Say if you find the solution. Hopefully someone else could help us. I have read some questions about similar problems but I just can’t find certain files they ask to change maybe because I have a little bit different problem. Like this https://askubuntu.com/questions/1025928/why-do-i-get-sbin-ldconfig-real-usr-local-cuda-lib64-libcudnn-so-7-is-not-a
When I run ls -lha libcudnn* it just says that there is no directories named that way.
Try upgrading your nvidia driver version. I did that and now mine is working. I went from 396 up to 418.56 and that sees to have fixed my issues. Shout-out to @hiromi for finding this solution. Hopefully it helps you as well!
Where is that answer? I only need to update Nvidia driver?
I would try that. It worked for me. You’re seeing it here first as far as I know. Basically Hiromi and I just looked at what differences there were between our two instances and that was the biggest difference. After upgrading that, it worked for me. Let me know if it works for you.
I used the .run file directly. The steps for me:
- download new version run file with wget: here is the one I used.
wget http://us.download.nvidia.com/XFree86/Linux-x86_64/418.56/NVIDIA-Linux-x86_64-418.56.run
If you have anything besides a 1080 ti, go here to find the correct driver for you: https://www.nvidia.com/Download/Find.aspx - Ctrl+Alt+F1 to switch to a command line.
- Kill the X server that is running the graphics:
service lightdm stop
- enable execute on the .run file:
chmod +x NVIDIA-Linux-x86_64-418.56.run
- run the .run file with sudo:
sudo ./NVIDIA-Linux-x86_64-418.56.run
- follow the commands of the install (guessed on a lot of the yes nos)
- verify it worked properly:
nvidia-smi
I think this is the correct order to get it working. Let me know if you run into any issues with this.
Maybe I just use some other computer for this. It seems like that this is too hard for me. Do I need GPU or can I use CPU on my laptop?
Can you try running this command:
systemctl status display-manager
cat /etc/X11/default-display-manager
I thought the same thing yesterday before Hiromi helped. We can get through this
/usr/sbin/gdm3
Let’s try.
Ok, I think this will work for you instead of lightdm: service gdm3 stop
Then continue with the other steps.
Look’s good. Let me first try other steps.
I already tested to reboot the computer but still not working
Hmm, a reboot took that message away for me. Do you have anything starting automatically when you start your computer?
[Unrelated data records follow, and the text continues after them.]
//! Application-facing handle on one replicated room.
//!
//! ```text
//! Provider::new ──► reserve name ──► derive key (blocking pool) ──► open Session
//!                        │                                            │
//!                        └─ SessionExists ◄── name taken              └─ connect if wanted
//! ```
//! The name is claimed synchronously, so a collision fails `new` itself.
//! Everything after that runs on a background task that
//! [`Provider::destroy`] waits for.

use std::sync::Arc;

use parking_lot::Mutex;
use rand::Rng;
use tokio::sync::{broadcast, watch};
use tokio::task::JoinHandle;

use crate::awareness::Awareness;
use crate::broadcast::BroadcastHub;
use crate::crypto::derive_key;
use crate::error::{MeshError, Result};
use crate::session::{MeshEvent, Reservation, Session, SessionParams, SessionRegistry};
use crate::signaling::{SignalingConfig, SignalingLink, SignalingRegistry};
use crate::sync::Document;
use crate::transport::{MemoryNetwork, TransportFactory};

/// Public signaling servers used when none are configured.
pub const DEFAULT_SIGNALING_URLS: &[&str] = &[
    "wss://signaling.yjs.dev",
    "wss://y-webrtc-signaling-eu.herokuapp.com",
    "wss://y-webrtc-signaling-us.herokuapp.com",
];

/// Provider configuration.
#[derive(Debug, Clone)]
pub struct ProviderConfig {
    /// Signaling servers to rendezvous through
    pub signaling_urls: Vec<String>,
    /// Enables end-to-end encryption of signaling and broadcast traffic
    pub passphrase: Option<String>,
    /// Cap on direct edges
    pub max_peer_links: usize,
    /// Skip direct edges to peers already reachable over the broadcast channel
    pub filter_broadcast_peers: bool,
    /// Awareness client id (random when unset)
    pub awareness_client_id: Option<u32>,
}

impl Default for ProviderConfig {
    fn default() -> Self {
        Self {
            signaling_urls: DEFAULT_SIGNALING_URLS.iter().map(|url| url.to_string()).collect(),
            passphrase: None,
            // randomised so that meshes do not all saturate at the same size
            max_peer_links: 20 + rand::thread_rng().gen_range(0..15),
            filter_broadcast_peers: true,
            awareness_client_id: None,
        }
    }
}

/// The registries and transport shared by every provider in one process.
/// Tests build one per case to stay isolated.
#[derive(Clone)]
pub struct MeshContext {
    pub sessions: Arc<SessionRegistry>,
    pub signaling: Arc<SignalingRegistry>,
    pub broadcast: Arc<BroadcastHub>,
    pub transports: Arc<dyn TransportFactory>,
}

impl MeshContext {
    pub fn new(transports: Arc<dyn TransportFactory>) -> Self {
        Self {
            sessions: Arc::new(SessionRegistry::new()),
            signaling: Arc::new(SignalingRegistry::default()),
            broadcast: Arc::new(BroadcastHub::default()),
            transports,
        }
    }

    pub fn with_signaling_config(mut self, config: SignalingConfig) -> Self {
        self.signaling = Arc::new(SignalingRegistry::new(config));
        self
    }
}

impl Default for MeshContext {
    fn default() -> Self {
        Self::new(Arc::new(MemoryNetwork::new()))
    }
}

#[derive(Default)]
struct ProviderState {
    should_connect: bool,
    destroyed: bool,
    session: Option<Arc<Session>>,
    /// Signaling links this provider holds a reference on.
    links: Vec<Arc<SignalingLink>>,
}

struct Shared {
    room_name: String,
    ctx: MeshContext,
    signaling_urls: Vec<String>,
    state: Mutex<ProviderState>,
    /// Flips to true once opening has finished, successfully or not.
    settled: watch::Sender<bool>,
}

impl Shared {
    fn connect_session(&self) {
        let (session, links) = {
            let mut st = self.state.lock();
            let Some(session) = st.session.clone() else { return };
            if st.links.is_empty() {
                st.links = self
                    .signaling_urls
                    .iter()
                    .map(|url| self.ctx.signaling.acquire(url))
                    .collect();
            }
            (session, st.links.clone())
        };
        session.connect(&links);
    }

    fn disconnect_session(&self) {
        let (session, links) = {
            let mut st = self.state.lock();
            (st.session.clone(), std::mem::take(&mut st.links))
        };
        if let Some(session) = session {
            session.disconnect();
        }
        for link in links {
            self.ctx.signaling.release(link.url());
        }
    }
}

pub struct Provider {
    shared: Arc<Shared>,
    doc: Arc<dyn Document>,
    awareness: Arc<Awareness>,
    events: broadcast::Sender<MeshEvent>,
    opening: Mutex<Option<JoinHandle<()>>>,
    sweeper: JoinHandle<()>,
}

impl Provider {
    /// Claim `room_name` and start opening its session in the background.
    /// Must be called inside a tokio runtime.
    ///
    /// Fails with [`MeshError::SessionExists`] when the name is taken in
    /// `ctx`; the existing session is left untouched.
    pub fn new(
        ctx: &MeshContext,
        room_name: &str,
        doc: Arc<dyn Document>,
        config: ProviderConfig,
    ) -> Result<Self> {
        let reservation = ctx.sessions.reserve(room_name)?;

        let client_id = config.awareness_client_id.unwrap_or_else(rand::random);
        let awareness = Arc::new(Awareness::new(client_id));
        let sweeper = awareness.spawn_sweeper();
        let (events, _) = broadcast::channel(256);
        let (settled, _) = watch::channel(false);

        let shared = Arc::new(Shared {
            room_name: room_name.to_string(),
            ctx: ctx.clone(),
            signaling_urls: config.signaling_urls.clone(),
            state: Mutex::new(ProviderState {
                should_connect: true,
                ..ProviderState::default()
            }),
            settled,
        });

        let params = SessionParams {
            doc: doc.clone(),
            awareness: awareness.clone(),
            key: None,
            max_peer_links: config.max_peer_links,
            filter_broadcast_peers: config.filter_broadcast_peers,
            events: events.clone(),
        };
        let opening = tokio::spawn(Self::open_session(
            shared.clone(),
            reservation,
            params,
            config.passphrase,
        ));

        Ok(Self {
            shared,
            doc,
            awareness,
            events,
            opening: Mutex::new(Some(opening)),
            sweeper,
        })
    }

    async fn open_session(
        shared: Arc<Shared>,
        reservation: Reservation,
        mut params: SessionParams,
        passphrase: Option<String>,
    ) {
        if let Some(passphrase) = passphrase {
            match derive_key(passphrase, shared.room_name.clone()).await {
                Ok(key) => params.key = Some(key),
                Err(e) => {
                    log::error!("Cannot derive key for room {}: {e}", shared.room_name);
                    shared.settled.send_replace(true);
                    return;
                }
            }
        }

        let session = Session::open_reserved(&shared.ctx, reservation, params);
        let connect = {
            let mut st = shared.state.lock();
            if st.destroyed {
                None
            } else {
                st.session = Some(session.clone());
                Some(st.should_connect)
            }
        };
        match connect {
            None => session.destroy(),
            Some(true) => shared.connect_session(),
            Some(false) => {}
        }
        shared.settled.send_replace(true);
    }

    pub fn room_name(&self) -> &str {
        &self.shared.room_name
    }

    pub fn doc(&self) -> &Arc<dyn Document> {
        &self.doc
    }

    pub fn awareness(&self) -> &Arc<Awareness> {
        &self.awareness
    }

    /// The open session, once key derivation has finished.
    pub fn session(&self) -> Option<Arc<Session>> {
        self.shared.state.lock().session.clone()
    }

    /// Wait until opening has finished and return the session.
    pub async fn ready(&self) -> Result<Arc<Session>> {
        let mut settled = self.shared.settled.subscribe();
        // The sender lives in `shared`, so this only fails if it is dropped.
        settled
            .wait_for(|done| *done)
            .await
            .map_err(|_| MeshError::NotReady)?;
        self.session().ok_or(MeshError::NotReady)
    }

    pub fn subscribe(&self) -> broadcast::Receiver<MeshEvent> {
        self.events.subscribe()
    }

    /// Session exists and the provider intends to stay connected.
    pub fn connected(&self) -> bool {
        let st = self.shared.state.lock();
        st.session.is_some() && st.should_connect
    }

    pub fn synced(&self) -> bool {
        self.session().is_some_and(|session| session.synced())
    }

    pub fn connect(&self) {
        {
            let mut st = self.shared.state.lock();
            if st.destroyed {
                return;
            }
            st.should_connect = true;
        }
        self.shared.connect_session();
    }

    pub fn disconnect(&self) {
        self.shared.state.lock().should_connect = false;
        self.shared.disconnect_session();
    }

    /// Wait for opening to settle, then tear the session down and free
    /// its name.
    pub async fn destroy(&self) {
        {
            let mut st = self.shared.state.lock();
            if st.destroyed {
                return;
            }
            st.destroyed = true;
            st.should_connect = false;
        }
        let opening = self.opening.lock().take();
        if let Some(opening) = opening {
            if let Err(e) = opening.await {
                log::error!("Opening room {} failed: {e}", self.shared.room_name);
            }
        }
        self.shared.disconnect_session();
        let session = self.shared.state.lock().session.take();
        if let Some(session) = session {
            session.destroy();
        }
        self.sweeper.abort();
        log::info!("Provider for room {} destroyed", self.shared.room_name);
    }
}

impl Drop for Provider {
    fn drop(&mut self) {
        self.sweeper.abort();
    }
}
did you run the stop command again after reboot?
Mega opens automaticly (it’s sync tool) but I closed it and I don’t think it is using GPU. Is there difference between restart with button and sudo reboot? I try sudo version now.
My other screen stopped working so something happened. It is the one connected to GPU
Did it pop anything up when you ran that command?
The same problem. Do you have any idea how my screen stopped working? Also for some reason this starts to use password when I try to shutdown this. I don’t remember is this something it have been always asking or something that just happened.
Does this file have anything in it:
vim /var/log/nvidia-installer.log
Also what GPU are you using? I see you said 1080 Ti above
nvidia-installer log file ‘/var/log/nvidia-installer.log’
creation time: Fri May 3 19:35:24 2019
installer version: 418.56
PATH: /usr/local/sbin:/usr/local/bin:/usr/sbin:/usr/bin:/sbin:/bin:/snap/bin
nvidia-installer command line:
./nvidia-installer
Unable to load: nvidia-installer ncurses v6 user interface
Using: nvidia-installer ncurses user interface
→ Detected 12 CPUs online; setting concurrency level to 12.
ERROR: An NVIDIA kernel module ‘nvidia-drm’ appears to already be loaded in your kernel. This may be because it is in use (for example, by an X server, a CUDA program, or the NVIDIA Persistence Daemon), but this may also happen if your kernel was configured without support for module unloading. Please be sure to exit any programs that may be using the GPU(s) before attempting to upgrade your driver. If no GPU-based programs are running, you know that your kernel supports module unloading, and you still receive this message, then an error may have occured that has corrupted an NVIDIA kernel module’s usage count, for which the simplest remedy is to reboot your computer.
ERROR: Installation has failed. Please see the file ‘/var/log/nvidia-installer.log’ for details. You may find suggestions on fixing installation problems in the README available on the Linux driver download page at www.nvidia.com.